Ecologically sensitive areas across Saratoga County, from butterfly habitats to stream corridors, are being recommended for protection if state funding becomes available.
The Board of Supervisors’ Economic Development Committee on Wednesday approved a list of projects for possible addition to the state’s Open Space Plan, which is currently being updated.
Open space protection projects need to be on the list to qualify for funding from the Environmental Protection Fund and other state sources. Such projects are generally popular in Saratoga County, which is among the fastest-growing counties in the state.
“You need the balance,” said Julia Stokes, the county’s representative on the Department of Environmental Conservation Region 5 Open Space Committee. “When you bring in new businesses, you bring in new people, you need places for them to recreate. … If you don’t set them aside now, you lose them.”
Most of the projects the committee approved are the same as those in the last plan update, in 2009. Over the years, several of the projects have been funded from federal, state or local sources.

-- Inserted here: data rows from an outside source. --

//! Any server speaking the OpenAI `chat/completions` protocol (OpenAI,
//! Ollama, vLLM, llama.cpp server...). Selected with `llm.adapter = "remote"`.

use anyhow::{Context, Result};
use serde::{Deserialize, Serialize};
use std::time::Duration;

use super::{post_json, LlmProvider, LlmRequest, LlmResponse, UsageMetadata};

/// Generation settings applied when a request leaves them unset.
#[derive(Debug, Clone, Copy)]
struct Defaults {
    timeout: Duration,
    max_tokens: usize,
    temperature: f32,
}

pub struct RemoteLlmProvider {
    endpoint: String,
    api_key: String,
    model: String,
    defaults: Defaults,
    client: reqwest::Client,
}

impl RemoteLlmProvider {
    /// `endpoint` is the full completions URL, e.g.
    /// `http://localhost:11434/v1/chat/completions`.
    pub fn new(
        endpoint: impl Into<String>,
        api_key: impl Into<String>,
        model: impl Into<String>,
    ) -> Self {
        Self {
            endpoint: endpoint.into(),
            api_key: api_key.into(),
            model: model.into(),
            defaults: Defaults {
                timeout: Duration::from_secs(60),
                max_tokens: 1024,
                temperature: 0.7,
            },
            client: reqwest::Client::new(),
        }
    }

    pub fn with_defaults(mut self, timeout_secs: u64, max_tokens: usize, temperature: f32) -> Self {
        self.defaults = Defaults {
            timeout: Duration::from_secs(timeout_secs),
            max_tokens,
            temperature,
        };
        self
    }

    fn completion_request(&self, request: LlmRequest) -> (CompletionRequest, Duration) {
        let body = CompletionRequest {
            model: self.model.clone(),
            messages: vec![ChatMessage {
                role: "user".to_string(),
                content: Some(request.prompt),
            }],
            max_tokens: request.max_tokens.unwrap_or(self.defaults.max_tokens),
            temperature: request.temperature.unwrap_or(self.defaults.temperature),
        };
        let timeout = request
            .timeout_seconds
            .map(Duration::from_secs)
            .unwrap_or(self.defaults.timeout);
        (body, timeout)
    }
}

#[async_trait::async_trait]
impl LlmProvider for RemoteLlmProvider {
    async fn generate(&self, request: LlmRequest) -> Result<LlmResponse> {
        let (body, timeout) = self.completion_request(request);
        let http = self.client.post(&self.endpoint).bearer_auth(&self.api_key);

        let completion: CompletionResponse = post_json(http, &body, timeout, "LLM").await?;

        let content = completion
            .choices
            .into_iter()
            .next()
            .context("LLM response has no choices")?
            .message
            .content
            .unwrap_or_default();

        Ok(LlmResponse {
            content,
            usage: completion.usage.map(UsageMetadata::from).unwrap_or_default(),
            model: completion.model.unwrap_or_else(|| self.model.clone()),
        })
    }
}

// chat/completions wire format
#[derive(Debug, Serialize)]
struct CompletionRequest {
    model: String,
    messages: Vec<ChatMessage>,
    max_tokens: usize,
    temperature: f32,
}

#[derive(Debug, Serialize, Deserialize)]
struct ChatMessage {
    role: String,
    /// Null when the server answers with tool calls only
    #[serde(default)]
    content: Option<String>,
}

#[derive(Debug, Deserialize)]
struct CompletionResponse {
    #[serde(default)]
    model: Option<String>,
    #[serde(default)]
    choices: Vec<CompletionChoice>,
    #[serde(default)]
    usage: Option<CompletionUsage>,
}

#[derive(Debug, Deserialize)]
struct CompletionChoice {
    message: ChatMessage,
}

#[derive(Debug, Default, Deserialize)]
#[serde(default)]
struct CompletionUsage {
    prompt_tokens: usize,
    completion_tokens: usize,
    total_tokens: usize,
}

impl From<CompletionUsage> for UsageMetadata {
    fn from(usage: CompletionUsage) -> Self {
        UsageMetadata {
            prompt_tokens: usage.prompt_tokens,
            completion_tokens: usage.completion_tokens,
            total_tokens: usage.total_tokens,
        }
    }
}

Since 2009, for example, more than $3.7 million has been allocated to buying the development rights to working farms.
The committee added one new project to the county’s 2009 list: protection of Round Lake and the corridor along the Anthony Kill, a tributary of the Hudson River.

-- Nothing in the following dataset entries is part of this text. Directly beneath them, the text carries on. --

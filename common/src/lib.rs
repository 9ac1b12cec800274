/*!
common/src/lib.rs

Shared configuration types and the contact list for socialbot.

This file provides:
- Config data structures (deserialized from TOML)
- An async loader that merges a default and an override config file
- The `contacts` module: the validated list of important contacts
*/

use anyhow::{Context, Result};
use serde::{Deserialize, Serialize};
use std::path::{Path, PathBuf};

pub mod contacts;

pub use contacts::{Contact, ContactError, ContactList};

/// Contact list configuration section
#[derive(Debug, Clone, Serialize, Deserialize)]
#[serde(default)]
pub struct ContactsConfig {
    /// Path to the JSON contact list (e.g. "config/contacts.json")
    pub path: PathBuf,
}

impl Default for ContactsConfig {
    fn default() -> Self {
        Self {
            path: PathBuf::from("config/contacts.json"),
        }
    }
}

/// Google OAuth + API endpoints
#[derive(Debug, Clone, Serialize, Deserialize)]
#[serde(default)]
pub struct GoogleConfig {
    /// OAuth client secret downloaded from the Google Cloud console
    pub credentials_path: PathBuf,
    /// Cached OAuth token, written after the first authorization
    pub token_path: PathBuf,
    pub gmail_base_url: String,
    pub calendar_base_url: String,
    pub timeout_seconds: Option<u64>,
}

impl Default for GoogleConfig {
    fn default() -> Self {
        Self {
            credentials_path: PathBuf::from("oauth_credentials.json"),
            token_path: PathBuf::from("token.json"),
            gmail_base_url: "https://gmail.googleapis.com/gmail/v1".to_string(),
            calendar_base_url: "https://www.googleapis.com/calendar/v3".to_string(),
            timeout_seconds: None,
        }
    }
}

/// Gemini config (used if `llm.adapter = "gemini"`)
#[derive(Debug, Clone, Serialize, Deserialize)]
pub struct GeminiConfig {
    pub api_url: Option<String>,
    pub api_key_env: Option<String>,
    pub model: Option<String>,
    pub timeout_seconds: Option<u64>,
}

/// Remote LLM config (used if `llm.adapter = "remote"`)
#[derive(Debug, Clone, Serialize, Deserialize)]
pub struct RemoteLlmConfig {
    pub api_url: Option<String>,
    pub api_key_env: Option<String>,
    pub model: Option<String>,
    pub timeout_seconds: Option<u64>,
    pub max_tokens: Option<usize>,
}

/// LLM top-level config grouping provider specifics
#[derive(Debug, Clone, Serialize, Deserialize)]
pub struct LlmConfig {
    pub adapter: Option<String>, // "gemini", "remote"
    pub gemini: Option<GeminiConfig>,
    pub remote: Option<RemoteLlmConfig>,
}

impl Default for LlmConfig {
    fn default() -> Self {
        Self {
            adapter: Some("gemini".to_string()),
            gemini: None,
            remote: None,
        }
    }
}

/// Windows and limits used by the recommend / draft / catchup flows
#[derive(Debug, Clone, Serialize, Deserialize)]
#[serde(default)]
pub struct OutreachConfig {
    pub lookback_days: i64,
    pub max_messages: u32,
    pub draft_post_limit: usize,
    pub catchup_post_limit: usize,
}

impl Default for OutreachConfig {
    fn default() -> Self {
        Self {
            lookback_days: 30,
            max_messages: 500,
            draft_post_limit: 3,
            catchup_post_limit: 10,
        }
    }
}

impl OutreachConfig {
    /// Longest lookback window accepted, about ten years.
    pub const MAX_LOOKBACK_DAYS: i64 = 3650;

    pub fn validate(&self) -> Result<()> {
        if !(1..=Self::MAX_LOOKBACK_DAYS).contains(&self.lookback_days) {
            anyhow::bail!(
                "outreach.lookback_days must be between 1 and {}, got {}",
                Self::MAX_LOOKBACK_DAYS,
                self.lookback_days
            );
        }
        Ok(())
    }
}

/// Feed fetching configuration
#[derive(Debug, Clone, Serialize, Deserialize)]
#[serde(default)]
pub struct FeedsConfig {
    pub fetch_timeout_seconds: u64,
    pub user_agent: String,
}

impl Default for FeedsConfig {
    fn default() -> Self {
        Self {
            fetch_timeout_seconds: 10,
            user_agent: "socialbot/0.1.0".to_string(),
        }
    }
}

/// Top-level application configuration (deserialized from config.toml)
#[derive(Debug, Clone, Default, Serialize, Deserialize)]
#[serde(default)]
pub struct Config {
    pub contacts: ContactsConfig,
    pub google: GoogleConfig,
    pub llm: LlmConfig,
    pub outreach: OutreachConfig,
    pub feeds: FeedsConfig,
}

impl Config {
    /// Load configuration from a TOML file asynchronously.
    ///
    /// Example:
    ///   let cfg = Config::from_file("config.toml").await?;
    pub async fn from_file<P: AsRef<Path>>(path: P) -> Result<Self> {
        let data = tokio::fs::read_to_string(path.as_ref())
            .await
            .with_context(|| format!("Failed to read config file: {}", path.as_ref().display()))?;
        let cfg: Config = toml::from_str(&data).context("Failed to parse TOML configuration")?;
        Ok(cfg)
    }

    /// Load configuration with an optional default file and an optional override file.
    /// If both are present, they are merged (override takes precedence). Missing
    /// sections fall back to `Config::default()`.
    pub async fn load_with_defaults(default_path: Option<&Path>, override_path: Option<&Path>) -> Result<Self> {
        let mut config_value = toml::Value::Table(toml::map::Map::new());

        if let Some(path) = default_path {
            if path.exists() {
                let data = tokio::fs::read_to_string(path).await
                    .with_context(|| format!("Failed to read default config: {}", path.display()))?;
                let val: toml::Value = toml::from_str(&data)
                    .context("Failed to parse default configuration")?;
                merge_toml(&mut config_value, val);
            }
        }

        if let Some(path) = override_path {
            if path.exists() {
                let data = tokio::fs::read_to_string(path).await
                    .with_context(|| format!("Failed to read override config: {}", path.display()))?;
                let val: toml::Value = toml::from_str(&data)
                    .context("Failed to parse override configuration")?;
                merge_toml(&mut config_value, val);
            }
        }

        let cfg: Config = config_value.try_into().context("Failed to parse merged configuration")?;
        Ok(cfg)
    }
}

fn merge_toml(a: &mut toml::Value, b: toml::Value) {
    match (a, b) {
        (toml::Value::Table(a_map), toml::Value::Table(b_map)) => {
            for (k, v) in b_map {
                if let Some(a_val) = a_map.get_mut(&k) {
                    merge_toml(a_val, v);
                } else {
                    a_map.insert(k, v);
                }
            }
        }
        (a_val, b_val) => *a_val = b_val,
    }
}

Malta and Stillwater officials have been working to preserve shoreline on the lake and wetlands along the creek, and the listing could qualify it for additional state funding.
“The lake itself is important for recreation, fishing, watershed protection and provides wetland and natural habitat protection,” according to a county project summary. “The Anthony Kill flows east from Round Lake and into the Hudson River and is habitat for threatened fresh water eels.”
Stokes said having a property listed on the county open space plan doesn’t affect the property rights of its owner.
“The state cannot take it by eminent domain,” she told the committee, which met in Ballston Spa. “There has to be a willing seller.”
A draft list of projects for the eight counties in DEC Region 5 could be finished Friday at a meeting in Warrensburg.
The draft will be submitted to DEC Commissioner Joe Martens to become part of the next statewide open space plan.